So that's kind of been an accelerant there on the integration side.

The warehouses, we've had contracts that have explicitly

said you must use 1 cloud provider or another. So very often, it's actually not the technical that decides that. It's actually the contractual that decides it. Things like dbt, we've been able to leverage across all partnerships, and that's been kind of an interchangeable component.

We have some instances where we've actually found Databricks has been a useful tool for kind of the heavier spark compute.

Monte Carlo is a tool that we actually use for data observability

across all of our partnerships.

And then 2 tools that we're kind of in the infancy of figuring out are high touch for data activation, actually integrating stuff back out to external platforms,

and then our orchestration platform. So we're leveraging

Airflow via astronomer

to do all of that. So those are the primary components that we go with on a regular basis.

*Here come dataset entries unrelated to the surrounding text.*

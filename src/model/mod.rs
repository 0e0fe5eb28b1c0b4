pub mod file;
pub mod submission;

pub use file::{ContentHash, FileList, FileRecord, SelectedFile};
pub use submission::{ModuleId, Submission};
//! In-memory model of the submissions the widget currently shows.
//!
//! The store is the single place where the model invariants are enforced:
//! remote confirmations are applied through [`RowMut`] or the bulk
//! operations here, never by writing fields directly.

mod commands;
mod queries;
mod types;

use std::collections::HashSet;

pub use commands::RowMut;

use crate::errors::ModelError;
use crate::model::{ModuleId, Submission};
use crate::schemas::{Snapshot, SubmissionSnapshot};

#[derive(Debug, Clone, Default, PartialEq)]
pub struct SubmissionStore {
    max_score: f64,
    rows: Vec<Submission>,
}

impl SubmissionStore {
    pub fn new() -> Self {
        Self::default()
    }

    pub fn from_snapshot(snapshot: Snapshot) -> Result<Self, ModelError> {
        let mut store = Self::new();
        store.load(snapshot)?;
        Ok(store)
    }

    pub fn from_json(raw: &str) -> Result<Self, ModelError> {
        Self::from_snapshot(Snapshot::parse(raw)?)
    }

    /// Replaces the whole model. On failure the previous contents are kept.
    pub fn load(&mut self, snapshot: Snapshot) -> Result<(), ModelError> {
        let (max_score, rows) = match snapshot {
            Snapshot::Student(row) => {
                let max_score = row.max_score.ok_or_else(|| {
                    ModelError::MalformedSnapshot("max_score is required".to_string())
                })?;
                let max_score = types::validate_max_score(max_score)?;
                (max_score, vec![types::submission_from_snapshot(row, max_score)?])
            }
            Snapshot::GradingSet(set) => {
                let max_score = types::validate_max_score(set.max_score)?;
                let rows = set
                    .assignments
                    .into_iter()
                    .map(|row| types::submission_from_snapshot(row, max_score))
                    .collect::<Result<Vec<_>, _>>()?;
                (max_score, rows)
            }
        };

        let mut seen = HashSet::new();
        if let Some(duplicate) = rows.iter().find(|row| !seen.insert(row.module_id.clone())) {
            return Err(ModelError::MalformedSnapshot(format!(
                "duplicate module id {}",
                duplicate.module_id
            )));
        }

        tracing::debug!(rows = rows.len(), max_score, "Loaded submission snapshot");
        self.max_score = max_score;
        self.rows = rows;
        Ok(())
    }

    pub fn load_json(&mut self, raw: &str) -> Result<(), ModelError> {
        self.load(Snapshot::parse(raw)?)
    }

    /// Replaces one row with a confirmed server copy of it.
    pub fn refresh_row(&mut self, snapshot: SubmissionSnapshot) -> Result<(), ModelError> {
        let index = self
            .position(&snapshot.module_id)
            .ok_or_else(|| ModelError::UnknownModule(snapshot.module_id.clone()))?;
        let row = types::submission_from_snapshot(snapshot, self.max_score)?;
        self.rows[index] = row;
        Ok(())
    }

    pub fn row(&mut self, module_id: &ModuleId) -> Result<RowMut<'_>, ModelError> {
        let max_score = self.max_score;
        let submission = self
            .rows
            .iter_mut()
            .find(|row| &row.module_id == module_id)
            .ok_or_else(|| ModelError::UnknownModule(module_id.clone()))?;
        Ok(RowMut::new(submission, max_score))
    }

    /// Reopens every row, including rows no view currently shows.
    pub fn reopen_all(&mut self) {
        let max_score = self.max_score;
        for submission in &mut self.rows {
            RowMut::new(submission, max_score).reopen();
        }
    }

    pub fn remove_all(&mut self) {
        let max_score = self.max_score;
        for submission in &mut self.rows {
            RowMut::new(submission, max_score).remove_submission();
        }
    }

    /// Drops all rows; used when a staff grading session closes.
    pub fn dispose(&mut self) {
        self.rows.clear();
        self.max_score = 0.0;
    }
}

We do have some clients, like I said, that have a particular need, and they want this specific tool, let's say, for AB testing, and we have to use that. And we'll kinda work with them to make sure that we're meeting that contractual need. In terms

of the

core building blocks that you've settled on where you say these work for the 80 or 90% case,

Given

the fact that the overall space is evolving so rapidly, I'm curious how often you revisit those choices and decide, well, okay. Fivetran works great right now. You know, maybe in 6 months, we're actually going to move to Airbyte because they've got more of the long tail of integrations that we might need. The way that

I have been trained to think about this is and not or. In the case of Fivetran, for instance, when you talk about that long tail of integrations,

that switching cost of making everybody move off Fivetran can be very expensive, especially once you start talking about 10 independent teams working on it and, like, switching these things out. That doesn't mean we can't still look at Airbyte for those long tail and kind of having those things run-in parallel.

So for us, it's the idea of when we're sunsetting something is a very serious decision, but, like, if we want to integrate something else and have this, you know, new addition to kind of meet that specific need that we've very explicitly stated, we'll go down that path and kind of bring them both in. But to your original question,

we kinda line it up with contractual,

you know, here. So if something is on a 1 year contract, we'll typically, a few months before, look at usage, look at governance, look at metrics, say, are we getting the real value out of this product we thought we were? If not,

then we start to have this conversation. Okay. What are the alternatives? Do these alternatives really meet the criteria we were looking for? And then we start talking about switching costs.

Given the fact that you are going to periodically revisit these

selections,

how do you document the original

choices and what the constraints were at that time so that you can

be

as effective as possible at the point where you are reconsidering it to say, okay. Well, these were the constraints at the time. These are my new constraints. So, therefore,

features a, b, and c are no longer relevant. We actually need features x, y, and z, and so we're actually going to switch to this other tool and just being able

to manage that historical record of

what the tool selection process was, what the ultimate decision was, and why, and and then being able to bring that context forward,

particularly as new people come in and people leave and just being able to maintain that tribal knowledge.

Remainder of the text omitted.